#### Stored data entries:
*** Block opens ***
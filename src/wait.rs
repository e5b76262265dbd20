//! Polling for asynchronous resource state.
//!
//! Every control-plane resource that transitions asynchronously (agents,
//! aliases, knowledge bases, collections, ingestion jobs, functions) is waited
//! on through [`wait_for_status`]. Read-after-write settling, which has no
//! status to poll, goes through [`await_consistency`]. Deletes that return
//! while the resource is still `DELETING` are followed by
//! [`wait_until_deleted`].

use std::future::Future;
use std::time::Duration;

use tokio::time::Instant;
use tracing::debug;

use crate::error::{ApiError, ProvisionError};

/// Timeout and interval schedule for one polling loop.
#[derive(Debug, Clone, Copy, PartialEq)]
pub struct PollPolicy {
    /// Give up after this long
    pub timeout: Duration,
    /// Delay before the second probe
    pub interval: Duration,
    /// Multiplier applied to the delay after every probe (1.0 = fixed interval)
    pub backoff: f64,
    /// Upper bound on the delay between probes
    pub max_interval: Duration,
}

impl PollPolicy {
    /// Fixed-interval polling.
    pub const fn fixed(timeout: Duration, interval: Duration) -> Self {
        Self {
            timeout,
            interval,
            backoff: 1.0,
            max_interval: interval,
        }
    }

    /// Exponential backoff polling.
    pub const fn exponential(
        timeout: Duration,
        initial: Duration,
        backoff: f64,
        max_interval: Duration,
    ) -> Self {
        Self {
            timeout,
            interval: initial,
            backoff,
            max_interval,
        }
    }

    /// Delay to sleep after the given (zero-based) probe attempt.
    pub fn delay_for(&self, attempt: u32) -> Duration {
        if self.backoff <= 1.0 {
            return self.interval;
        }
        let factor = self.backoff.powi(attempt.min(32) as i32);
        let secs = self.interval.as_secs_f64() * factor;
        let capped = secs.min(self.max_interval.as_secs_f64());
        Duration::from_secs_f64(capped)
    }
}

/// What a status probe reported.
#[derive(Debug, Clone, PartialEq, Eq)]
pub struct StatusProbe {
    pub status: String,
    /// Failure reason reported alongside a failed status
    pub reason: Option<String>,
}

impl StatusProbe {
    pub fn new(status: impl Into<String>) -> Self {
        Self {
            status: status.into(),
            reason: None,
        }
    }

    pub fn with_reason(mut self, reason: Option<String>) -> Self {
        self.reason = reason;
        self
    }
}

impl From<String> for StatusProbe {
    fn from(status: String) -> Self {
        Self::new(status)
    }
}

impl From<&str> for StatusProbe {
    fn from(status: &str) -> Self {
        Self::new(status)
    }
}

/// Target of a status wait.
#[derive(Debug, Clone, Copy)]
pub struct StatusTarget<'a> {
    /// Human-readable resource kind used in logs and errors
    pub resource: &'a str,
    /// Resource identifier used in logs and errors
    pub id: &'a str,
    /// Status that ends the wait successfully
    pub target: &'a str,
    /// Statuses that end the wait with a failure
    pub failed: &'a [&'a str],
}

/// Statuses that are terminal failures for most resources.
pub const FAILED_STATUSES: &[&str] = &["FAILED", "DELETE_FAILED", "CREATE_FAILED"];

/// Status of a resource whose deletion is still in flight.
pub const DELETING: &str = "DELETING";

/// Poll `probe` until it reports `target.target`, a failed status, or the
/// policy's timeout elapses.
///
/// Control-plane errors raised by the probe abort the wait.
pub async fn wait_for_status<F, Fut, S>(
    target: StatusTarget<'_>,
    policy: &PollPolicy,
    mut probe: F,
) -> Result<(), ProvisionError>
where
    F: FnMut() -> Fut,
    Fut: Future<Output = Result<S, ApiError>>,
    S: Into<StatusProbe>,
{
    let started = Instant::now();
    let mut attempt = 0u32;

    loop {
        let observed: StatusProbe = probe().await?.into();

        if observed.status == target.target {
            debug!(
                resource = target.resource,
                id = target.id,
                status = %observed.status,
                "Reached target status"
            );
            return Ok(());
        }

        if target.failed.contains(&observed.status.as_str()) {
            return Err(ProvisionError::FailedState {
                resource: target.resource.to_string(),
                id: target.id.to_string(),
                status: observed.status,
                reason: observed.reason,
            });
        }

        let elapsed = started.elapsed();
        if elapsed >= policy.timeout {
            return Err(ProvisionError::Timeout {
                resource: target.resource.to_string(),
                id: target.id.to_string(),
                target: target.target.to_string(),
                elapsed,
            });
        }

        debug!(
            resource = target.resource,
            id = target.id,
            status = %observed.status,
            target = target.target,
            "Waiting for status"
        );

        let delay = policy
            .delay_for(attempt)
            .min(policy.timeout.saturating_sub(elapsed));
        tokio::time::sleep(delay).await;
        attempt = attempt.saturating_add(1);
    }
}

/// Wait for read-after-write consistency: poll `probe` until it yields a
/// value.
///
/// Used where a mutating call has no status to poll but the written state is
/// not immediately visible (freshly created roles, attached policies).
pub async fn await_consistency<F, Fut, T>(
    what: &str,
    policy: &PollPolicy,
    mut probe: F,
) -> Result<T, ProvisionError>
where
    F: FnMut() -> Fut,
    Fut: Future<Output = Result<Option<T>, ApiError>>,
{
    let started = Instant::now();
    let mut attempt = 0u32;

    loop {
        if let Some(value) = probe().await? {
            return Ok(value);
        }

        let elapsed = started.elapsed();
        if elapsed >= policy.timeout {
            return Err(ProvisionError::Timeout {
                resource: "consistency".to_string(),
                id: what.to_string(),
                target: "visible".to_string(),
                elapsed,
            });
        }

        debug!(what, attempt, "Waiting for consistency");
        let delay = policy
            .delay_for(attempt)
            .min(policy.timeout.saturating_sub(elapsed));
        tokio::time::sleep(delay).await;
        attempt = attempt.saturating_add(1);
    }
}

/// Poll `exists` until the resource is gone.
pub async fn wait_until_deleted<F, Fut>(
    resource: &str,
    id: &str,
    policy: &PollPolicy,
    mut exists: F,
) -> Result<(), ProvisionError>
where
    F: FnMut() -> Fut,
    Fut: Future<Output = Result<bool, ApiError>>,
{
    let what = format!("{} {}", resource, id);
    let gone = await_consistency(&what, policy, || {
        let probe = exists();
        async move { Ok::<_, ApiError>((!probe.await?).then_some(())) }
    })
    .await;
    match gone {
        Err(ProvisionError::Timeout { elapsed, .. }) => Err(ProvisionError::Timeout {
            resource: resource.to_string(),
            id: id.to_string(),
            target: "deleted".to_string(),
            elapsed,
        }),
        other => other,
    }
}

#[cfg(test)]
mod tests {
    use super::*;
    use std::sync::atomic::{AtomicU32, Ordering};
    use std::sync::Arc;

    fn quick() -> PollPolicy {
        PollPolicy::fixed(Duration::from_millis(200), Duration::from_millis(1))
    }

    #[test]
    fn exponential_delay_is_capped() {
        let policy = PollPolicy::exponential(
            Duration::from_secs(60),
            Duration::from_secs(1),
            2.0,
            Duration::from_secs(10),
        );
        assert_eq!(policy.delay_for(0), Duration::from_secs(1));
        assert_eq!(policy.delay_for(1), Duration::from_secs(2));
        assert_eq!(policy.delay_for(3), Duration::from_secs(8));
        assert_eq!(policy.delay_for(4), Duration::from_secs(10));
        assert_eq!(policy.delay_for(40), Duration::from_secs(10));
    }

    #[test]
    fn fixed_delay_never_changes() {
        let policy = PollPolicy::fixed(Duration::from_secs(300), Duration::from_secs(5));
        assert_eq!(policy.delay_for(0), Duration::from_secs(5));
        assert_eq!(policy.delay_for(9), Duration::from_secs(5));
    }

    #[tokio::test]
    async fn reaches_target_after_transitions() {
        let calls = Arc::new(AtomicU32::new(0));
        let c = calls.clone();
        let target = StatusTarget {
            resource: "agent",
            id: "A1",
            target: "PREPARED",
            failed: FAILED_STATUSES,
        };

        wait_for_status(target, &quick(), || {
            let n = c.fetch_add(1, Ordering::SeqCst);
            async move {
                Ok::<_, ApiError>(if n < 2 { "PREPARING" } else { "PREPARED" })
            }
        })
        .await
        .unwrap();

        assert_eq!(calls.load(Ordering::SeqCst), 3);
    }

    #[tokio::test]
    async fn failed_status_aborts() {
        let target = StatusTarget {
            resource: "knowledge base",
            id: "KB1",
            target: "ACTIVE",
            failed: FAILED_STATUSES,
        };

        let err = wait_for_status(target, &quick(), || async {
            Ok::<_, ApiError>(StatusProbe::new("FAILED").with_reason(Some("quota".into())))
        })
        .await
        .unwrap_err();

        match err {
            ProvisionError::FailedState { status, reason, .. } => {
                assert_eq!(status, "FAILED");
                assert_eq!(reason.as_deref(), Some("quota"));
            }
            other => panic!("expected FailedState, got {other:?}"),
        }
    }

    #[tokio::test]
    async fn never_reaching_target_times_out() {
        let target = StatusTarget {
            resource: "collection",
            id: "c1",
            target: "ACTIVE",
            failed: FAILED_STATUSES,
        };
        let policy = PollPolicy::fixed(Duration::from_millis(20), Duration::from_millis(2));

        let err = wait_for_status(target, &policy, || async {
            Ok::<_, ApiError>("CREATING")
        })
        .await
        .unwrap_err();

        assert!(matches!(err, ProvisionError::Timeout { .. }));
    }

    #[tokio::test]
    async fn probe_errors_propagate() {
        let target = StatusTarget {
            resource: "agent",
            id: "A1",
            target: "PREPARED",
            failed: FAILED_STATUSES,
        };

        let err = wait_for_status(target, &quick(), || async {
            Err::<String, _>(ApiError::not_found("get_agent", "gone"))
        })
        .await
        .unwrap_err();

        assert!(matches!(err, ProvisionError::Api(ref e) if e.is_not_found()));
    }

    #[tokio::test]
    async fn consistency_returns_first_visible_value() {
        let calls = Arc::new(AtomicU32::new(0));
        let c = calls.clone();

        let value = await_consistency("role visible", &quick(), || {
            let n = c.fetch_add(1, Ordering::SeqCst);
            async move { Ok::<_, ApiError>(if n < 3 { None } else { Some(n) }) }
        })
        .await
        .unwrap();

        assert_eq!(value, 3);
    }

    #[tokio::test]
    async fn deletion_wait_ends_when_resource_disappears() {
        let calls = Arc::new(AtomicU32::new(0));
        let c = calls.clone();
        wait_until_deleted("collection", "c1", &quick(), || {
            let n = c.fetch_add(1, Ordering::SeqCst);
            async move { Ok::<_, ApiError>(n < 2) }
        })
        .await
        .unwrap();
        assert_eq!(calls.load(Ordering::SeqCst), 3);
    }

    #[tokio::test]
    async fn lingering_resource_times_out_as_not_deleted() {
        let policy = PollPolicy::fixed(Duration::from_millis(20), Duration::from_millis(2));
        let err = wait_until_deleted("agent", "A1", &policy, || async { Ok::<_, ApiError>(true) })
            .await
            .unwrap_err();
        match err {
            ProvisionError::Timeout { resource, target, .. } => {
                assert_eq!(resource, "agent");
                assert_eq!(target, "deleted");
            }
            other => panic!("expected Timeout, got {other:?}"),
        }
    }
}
*** Block closes ***
#### EXERCISE DESCRIPTION:
Print the records above verbatim from their first line to the line containing "which has no", both included, and stop there.

#### RESPONSE:
filename src/wait.rs
repository e5b76262265dbd20
//! Polling for asynchronous resource state.
//!
//! Every control-plane resource that transitions asynchronously (agents,
//! aliases, knowledge bases, collections, ingestion jobs, functions) is waited
//! on through [`wait_for_status`]. Read-after-write settling, which has no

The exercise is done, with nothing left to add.